Provided records:
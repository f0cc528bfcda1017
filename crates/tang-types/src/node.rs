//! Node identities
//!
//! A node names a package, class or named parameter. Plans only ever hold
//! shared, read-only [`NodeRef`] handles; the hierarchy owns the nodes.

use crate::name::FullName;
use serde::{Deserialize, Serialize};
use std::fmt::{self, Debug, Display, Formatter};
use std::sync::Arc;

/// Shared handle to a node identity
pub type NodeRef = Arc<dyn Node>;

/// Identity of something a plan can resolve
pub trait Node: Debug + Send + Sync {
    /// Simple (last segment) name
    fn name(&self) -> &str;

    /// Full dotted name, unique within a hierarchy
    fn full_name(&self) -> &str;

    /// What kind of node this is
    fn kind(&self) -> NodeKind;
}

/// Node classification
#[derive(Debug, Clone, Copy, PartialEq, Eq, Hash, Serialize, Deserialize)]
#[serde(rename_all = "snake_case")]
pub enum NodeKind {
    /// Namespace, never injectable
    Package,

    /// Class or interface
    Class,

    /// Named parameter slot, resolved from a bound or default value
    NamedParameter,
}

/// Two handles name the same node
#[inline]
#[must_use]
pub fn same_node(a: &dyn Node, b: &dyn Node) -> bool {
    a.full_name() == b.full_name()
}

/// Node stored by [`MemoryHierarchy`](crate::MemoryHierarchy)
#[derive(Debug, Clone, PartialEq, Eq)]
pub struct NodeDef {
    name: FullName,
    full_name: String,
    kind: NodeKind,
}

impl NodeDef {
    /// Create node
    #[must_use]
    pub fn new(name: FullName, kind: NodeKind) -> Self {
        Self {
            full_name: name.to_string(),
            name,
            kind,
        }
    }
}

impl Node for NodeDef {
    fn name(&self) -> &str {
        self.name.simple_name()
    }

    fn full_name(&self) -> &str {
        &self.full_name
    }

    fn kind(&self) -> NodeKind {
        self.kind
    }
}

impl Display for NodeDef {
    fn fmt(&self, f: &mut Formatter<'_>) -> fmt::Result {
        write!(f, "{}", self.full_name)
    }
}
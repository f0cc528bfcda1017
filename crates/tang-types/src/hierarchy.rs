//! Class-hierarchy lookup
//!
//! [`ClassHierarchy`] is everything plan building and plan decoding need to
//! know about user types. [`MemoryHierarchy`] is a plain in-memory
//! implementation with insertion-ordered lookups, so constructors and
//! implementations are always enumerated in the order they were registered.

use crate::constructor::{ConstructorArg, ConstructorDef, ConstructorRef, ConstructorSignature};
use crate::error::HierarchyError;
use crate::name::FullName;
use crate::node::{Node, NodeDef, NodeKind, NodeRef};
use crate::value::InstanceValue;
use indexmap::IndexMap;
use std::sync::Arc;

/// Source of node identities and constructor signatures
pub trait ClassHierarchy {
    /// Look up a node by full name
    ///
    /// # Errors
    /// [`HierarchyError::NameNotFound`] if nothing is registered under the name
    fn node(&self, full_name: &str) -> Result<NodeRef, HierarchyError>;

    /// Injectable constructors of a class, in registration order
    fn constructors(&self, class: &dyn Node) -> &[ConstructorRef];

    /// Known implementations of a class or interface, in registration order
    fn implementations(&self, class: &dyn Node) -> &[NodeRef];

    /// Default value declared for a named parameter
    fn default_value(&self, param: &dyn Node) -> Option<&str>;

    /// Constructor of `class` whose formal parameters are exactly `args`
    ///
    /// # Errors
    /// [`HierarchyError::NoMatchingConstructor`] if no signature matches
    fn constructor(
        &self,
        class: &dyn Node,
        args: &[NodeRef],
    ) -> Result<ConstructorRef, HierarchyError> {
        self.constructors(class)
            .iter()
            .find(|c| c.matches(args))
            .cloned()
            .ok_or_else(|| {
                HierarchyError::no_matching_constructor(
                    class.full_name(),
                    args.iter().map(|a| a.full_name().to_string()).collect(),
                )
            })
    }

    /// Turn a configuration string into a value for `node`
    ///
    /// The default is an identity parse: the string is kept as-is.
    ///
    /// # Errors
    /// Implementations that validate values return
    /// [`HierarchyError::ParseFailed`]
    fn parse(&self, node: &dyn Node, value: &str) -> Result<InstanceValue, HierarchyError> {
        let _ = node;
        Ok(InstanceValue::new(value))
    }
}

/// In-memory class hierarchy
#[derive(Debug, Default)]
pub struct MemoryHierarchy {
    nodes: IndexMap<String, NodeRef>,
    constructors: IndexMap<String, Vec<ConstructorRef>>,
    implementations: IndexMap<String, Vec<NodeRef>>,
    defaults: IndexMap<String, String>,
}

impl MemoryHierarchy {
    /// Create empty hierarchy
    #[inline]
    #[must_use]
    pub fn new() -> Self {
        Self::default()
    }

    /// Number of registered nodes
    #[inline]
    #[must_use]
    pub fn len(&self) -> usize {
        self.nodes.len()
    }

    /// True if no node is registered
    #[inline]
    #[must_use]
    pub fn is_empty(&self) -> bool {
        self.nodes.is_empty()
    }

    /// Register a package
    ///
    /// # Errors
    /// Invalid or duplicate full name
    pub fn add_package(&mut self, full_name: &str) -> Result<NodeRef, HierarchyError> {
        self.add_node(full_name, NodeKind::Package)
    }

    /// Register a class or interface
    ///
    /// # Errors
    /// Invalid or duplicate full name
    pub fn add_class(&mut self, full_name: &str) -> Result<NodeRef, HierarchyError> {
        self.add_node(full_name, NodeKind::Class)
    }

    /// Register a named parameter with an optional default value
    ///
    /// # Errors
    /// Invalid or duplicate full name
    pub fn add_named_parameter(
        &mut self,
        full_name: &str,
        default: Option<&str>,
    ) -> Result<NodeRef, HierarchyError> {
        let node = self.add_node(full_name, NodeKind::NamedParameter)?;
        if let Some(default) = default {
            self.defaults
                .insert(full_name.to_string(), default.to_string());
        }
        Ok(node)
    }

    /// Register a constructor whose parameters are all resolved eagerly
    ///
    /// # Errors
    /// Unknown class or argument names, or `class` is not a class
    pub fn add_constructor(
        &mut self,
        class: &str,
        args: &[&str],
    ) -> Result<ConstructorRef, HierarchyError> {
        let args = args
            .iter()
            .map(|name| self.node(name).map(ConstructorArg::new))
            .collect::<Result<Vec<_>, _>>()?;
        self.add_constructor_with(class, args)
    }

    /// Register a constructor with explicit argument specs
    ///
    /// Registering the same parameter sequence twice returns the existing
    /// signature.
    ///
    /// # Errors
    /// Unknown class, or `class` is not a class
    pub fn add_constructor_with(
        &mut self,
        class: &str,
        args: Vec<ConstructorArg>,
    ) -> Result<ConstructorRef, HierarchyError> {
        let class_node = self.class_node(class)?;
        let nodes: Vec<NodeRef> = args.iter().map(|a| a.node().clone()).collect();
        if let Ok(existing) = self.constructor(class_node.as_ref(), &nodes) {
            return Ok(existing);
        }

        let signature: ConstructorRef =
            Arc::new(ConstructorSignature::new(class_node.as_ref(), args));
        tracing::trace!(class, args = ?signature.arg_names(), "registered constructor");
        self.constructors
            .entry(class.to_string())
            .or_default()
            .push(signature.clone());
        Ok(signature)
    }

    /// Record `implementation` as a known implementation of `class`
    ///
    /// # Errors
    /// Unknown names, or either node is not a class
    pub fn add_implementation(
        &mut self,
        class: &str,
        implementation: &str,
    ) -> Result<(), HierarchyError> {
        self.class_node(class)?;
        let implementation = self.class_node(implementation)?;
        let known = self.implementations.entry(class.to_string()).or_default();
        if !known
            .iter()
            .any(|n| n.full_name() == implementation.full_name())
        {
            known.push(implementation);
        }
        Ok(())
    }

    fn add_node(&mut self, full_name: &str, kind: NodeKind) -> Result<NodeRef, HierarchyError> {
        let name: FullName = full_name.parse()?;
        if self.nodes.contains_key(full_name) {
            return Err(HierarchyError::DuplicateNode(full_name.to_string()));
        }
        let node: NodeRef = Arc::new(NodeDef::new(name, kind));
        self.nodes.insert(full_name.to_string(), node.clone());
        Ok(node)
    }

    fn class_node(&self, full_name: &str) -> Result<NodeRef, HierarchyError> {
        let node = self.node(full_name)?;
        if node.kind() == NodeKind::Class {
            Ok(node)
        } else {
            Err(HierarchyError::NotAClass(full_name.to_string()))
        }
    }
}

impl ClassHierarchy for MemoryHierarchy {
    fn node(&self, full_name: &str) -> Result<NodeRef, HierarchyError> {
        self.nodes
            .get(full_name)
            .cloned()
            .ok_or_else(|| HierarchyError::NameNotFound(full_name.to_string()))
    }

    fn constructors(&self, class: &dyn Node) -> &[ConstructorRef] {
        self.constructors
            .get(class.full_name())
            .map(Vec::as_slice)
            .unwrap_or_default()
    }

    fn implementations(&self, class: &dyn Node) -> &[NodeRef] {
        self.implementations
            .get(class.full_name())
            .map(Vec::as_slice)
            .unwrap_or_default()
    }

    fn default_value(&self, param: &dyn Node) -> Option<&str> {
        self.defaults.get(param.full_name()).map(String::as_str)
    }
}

Activity: Where the string "bool" appears in a line of the entries above, return that line.

Written answer:
pub fn same_node(a: &dyn Node, b: &dyn Node) -> bool {
    pub fn is_empty(&self) -> bool {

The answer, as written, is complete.